Gejala klinik ini dipengaruhi oleh jenis atau strain plasmodium, imunitas tubuh dan jumlah parasit yang menginfeksi. Malaria sebagai penyakit infeksi yang disebabkan oleh plasmodium mempunyai gejala utama demam. Diagnosis klinik merupakan pendekatan yang paling banyak digunakan tetapi hanya layak diterapkan di daerah perifer atau terpencil dimana pemeriksaan laboratorium untuk mendukung diagnosis klinis malaria tidak tersedia. Seorang dokter yang sudah lama tidak berhadapan dengan kasus malaria seperti dokter yang bekerja di rumah sakit di kota-kota besar (yang umumnya daerah non-endemik malaria) seringkali lupa untuk memasukkan malaria sebagai salah satu diagnosis banding pada pasien dengan demam. Mereka juga lupa atau jarang menanyakan apakah pasien demamnya mempunyai riwayat perjalanan ke daerah malaria, pernah tinggal di daerah malaria, atau pernah mendapat transfusi darah dsb. Sebagai contoh, kita sering mendengar bahwa seorang pasien malaria dianggap menderita penyakit lain (misdiagnosis) di rumah sakit di kota-kota besar dan tidak jarang bersifat fatal. Keluhan utama pasien malaria pada saat masuk rumah sakit pada dua buah rumah sakit di Sulawesi Utara berturut-turut adalah demam, sakit kepala, menggigil, pusing, mual, nyeri epigastrium, muntah, dan diare.

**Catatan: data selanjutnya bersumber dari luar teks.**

//! Configuration conversion utilities for CLI arguments

use crate::cli::main_impl::Cli;
use crate::{
    config::{ParserConfig, ENV_BACKEND, ENV_CHECKPOINT, ENV_DATASET, ENV_DEVICE},
    utils::ExecutionProviderManager,
};
use anyhow::{Context, Result};

/// Convert CLI arguments to a `ParserConfig`
pub(crate) struct CliConfigBuilder;

impl CliConfigBuilder {
    /// Build the parser configuration from CLI arguments
    ///
    /// Flags (and their `SCHP_*` environment fallbacks) are resolved through
    /// [`ParserConfig::from_lookup`], so the CLI and the library agree on
    /// defaults.
    pub(crate) fn from_cli(cli: &Cli) -> Result<ParserConfig> {
        let (backend, device) = Self::resolve_device(cli)?;

        let mut config = ParserConfig::from_lookup(|key| match key {
            ENV_DATASET => cli.dataset.clone(),
            ENV_CHECKPOINT => cli.ckpt.as_ref().map(|path| path.display().to_string()),
            ENV_DEVICE => device.clone(),
            ENV_BACKEND => backend.clone(),
            _ => None,
        })
        .context("Invalid configuration")?;

        // Use the same thread count for both intra and inter operations
        config.intra_threads = cli.threads;
        config.inter_threads = cli.threads;
        config.max_upload_bytes = cli.max_upload_bytes;
        config.max_image_pixels = cli.max_image_pixels;
        config.debug = cli.verbose >= 2;
        config.validate().context("Invalid configuration")?;

        Ok(config)
    }

    /// Split a `backend:device` device string; a bare device passes through
    fn resolve_device(cli: &Cli) -> Result<(Option<String>, Option<String>)> {
        match cli.device.as_deref() {
            Some(device) if device.contains(':') => {
                let (backend, provider) = ExecutionProviderManager::parse_provider_string(device)
                    .context("Invalid execution provider format")?;

                if let Some(explicit) = cli.backend.as_deref() {
                    let explicit: crate::processor::BackendType = explicit.parse()?;
                    if explicit != backend {
                        anyhow::bail!(
                            "Conflicting backends: --backend {explicit} but --device {device}"
                        );
                    }
                }
                Ok((Some(backend.to_string()), Some(provider.to_string())))
            },
            _ => Ok((cli.backend.clone(), cli.device.clone())),
        }
    }

    /// Validate CLI arguments for consistency
    pub(crate) fn validate_cli(cli: &Cli) -> Result<()> {
        if cli.max_upload_bytes == 0 {
            anyhow::bail!("--max-upload-bytes must be greater than zero");
        }
        if cli.max_image_pixels == 0 {
            anyhow::bail!("--max-image-pixels must be greater than zero");
        }
        Self::resolve_device(cli).map(|_| ())
    }
}
//! Transparent cutout extraction

use image::{imageops, GrayImage, Rgba, RgbImage, RgbaImage};

/// Inclusive-exclusive pixel rectangle
#[derive(Debug, Clone, Copy, PartialEq, Eq)]
pub struct BoundingBox {
    pub x0: u32,
    pub y0: u32,
    /// Exclusive
    pub x1: u32,
    /// Exclusive
    pub y1: u32,
}

impl BoundingBox {
    #[must_use]
    pub fn width(&self) -> u32 {
        self.x1 - self.x0
    }

    #[must_use]
    pub fn height(&self) -> u32 {
        self.y1 - self.y0
    }

    /// Grow by `padding` on every side, clamped to `width` x `height`
    #[must_use]
    pub fn padded(&self, padding: u32, width: u32, height: u32) -> Self {
        Self {
            x0: self.x0.saturating_sub(padding),
            y0: self.y0.saturating_sub(padding),
            x1: self.x1.saturating_add(padding).min(width),
            y1: self.y1.saturating_add(padding).min(height),
        }
    }
}

/// Bounds of the non-zero pixels, or `None` for an empty mask
#[must_use]
pub fn bounding_box(mask: &GrayImage) -> Option<BoundingBox> {
    let mut bounds: Option<BoundingBox> = None;
    for (x, y, pixel) in mask.enumerate_pixels() {
        if pixel[0] == 0 {
            continue;
        }
        let b = bounds.get_or_insert(BoundingBox {
            x0: x,
            y0: y,
            x1: x + 1,
            y1: y + 1,
        });
        b.x0 = b.x0.min(x);
        b.y0 = b.y0.min(y);
        b.x1 = b.x1.max(x + 1);
        b.y1 = b.y1.max(y + 1);
    }
    bounds
}

/// Builds RGBA cutouts from an image and an item mask
pub struct CutoutExtractor;

impl CutoutExtractor {
    /// RGB plus the mask as alpha, at full image size
    #[must_use]
    pub fn compose(image: &RgbImage, mask: &GrayImage) -> RgbaImage {
        RgbaImage::from_fn(image.width(), image.height(), |x, y| {
            let rgb = image.get_pixel(x, y);
            let alpha = if x < mask.width() && y < mask.height() {
                mask.get_pixel(x, y)[0]
            } else {
                0
            };
            Rgba([rgb[0], rgb[1], rgb[2], alpha])
        })
    }

    /// Compose and crop to the padded bounding box of the mask.
    ///
    /// An empty mask yields the full-size, fully transparent composition.
    #[must_use]
    pub fn extract(image: &RgbImage, mask: &GrayImage, padding: u32) -> RgbaImage {
        let composed = Self::compose(image, mask);
        match bounding_box(mask) {
            Some(bounds) => {
                let crop = bounds.padded(padding, image.width(), image.height());
                imageops::crop_imm(&composed, crop.x0, crop.y0, crop.width(), crop.height())
                    .to_image()
            },
            None => composed,
        }
    }
}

Untuk malaria tanpa komplikasi (malaria falciparum ringan atau malaria vivax), penyakit demam lain yang prevalens di suatu daerah yang sama misalnya demam tifoid, demam dengue, infeksi pernafasan akut, leptospirosis ringan, infeksi hanta virus, influenza dan penyakit infeksi lain dapat merupakan diagnosis bandingnya. Malaria falciparum berat harus difikirkan sebagai diagnosis banding pada seorang dengan demam, ikterus, gagal ginjal akut, perdarahan gusi, acute respiratory distress syndrom (ARDS), gangguan kesadaran (delirium sampai koma), sindrom sepsis, leptospirosis berat, febrile convulsion pada anak-anak dan sebagainya. Adanya faktor-faktor risiko tertular malaria merupakan anamnesis yang penting dalam membantu diagnosis pada seorang pasien yang dicurigai menderita malaria berat.